◆ What you have to do: Transcribe the records underneath word for word, and leave no line out.
(Study material Opens)
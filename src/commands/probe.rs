//! Probe command implementation

use fpgaflash_core::{flash, fpga, Bridge, Transport};

/// Run the probe command
pub fn run_probe<T: Transport>(bridge: &mut Bridge<T>) -> Result<(), Box<dyn std::error::Error>> {
    // The SPI bus is shared with the FPGA; park it before touching the bus.
    fpga::enter_reset(bridge)?;
    fpga::release_flash_power_down(bridge)?;

    let id = flash::read_jedec_id(bridge)?;
    println!(
        "JEDEC ID: {:02x} {:02x} {:02x} (expected {:02x} {:02x} {:02x})",
        id[0],
        id[1],
        id[2],
        flash::JEDEC_ID[0],
        flash::JEDEC_ID[1],
        flash::JEDEC_ID[2]
    );

    let status = flash::read_status(bridge)?;
    println!(
        "Status: 0x{:02X} (WEL={}, WIP={})",
        status.bits(),
        status.write_enabled(),
        status.write_in_progress()
    );

    fpga::exit_reset(bridge)?;

    if id != flash::JEDEC_ID {
        return Err("unexpected chip - check wiring and power".into());
    }
    println!("Chip present and answering");
    Ok(())
}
(Study material Closes)
◆ Task answer:
filename src/commands/probe.rs
//! Probe command implementation

use fpgaflash_core::{flash, fpga, Bridge, Transport};

/// Run the probe command
pub fn run_probe<T: Transport>(bridge: &mut Bridge<T>) -> Result<(), Box<dyn std::error::Error>> {
    // The SPI bus is shared with the FPGA; park it before touching the bus.
    fpga::enter_reset(bridge)?;
    fpga::release_flash_power_down(bridge)?;

    let id = flash::read_jedec_id(bridge)?;
    println!(
        "JEDEC ID: {:02x} {:02x} {:02x} (expected {:02x} {:02x} {:02x})",
        id[0],
        id[1],
        id[2],
        flash::JEDEC_ID[0],
        flash::JEDEC_ID[1],
        flash::JEDEC_ID[2]
    );

    let status = flash::read_status(bridge)?;
    println!(
        "Status: 0x{:02X} (WEL={}, WIP={})",
        status.bits(),
        status.write_enabled(),
        status.write_in_progress()
    );

    fpga::exit_reset(bridge)?;

    if id != flash::JEDEC_ID {
        return Err("unexpected chip - check wiring and power".into());
    }
    println!("Chip present and answering");
    Ok(())
}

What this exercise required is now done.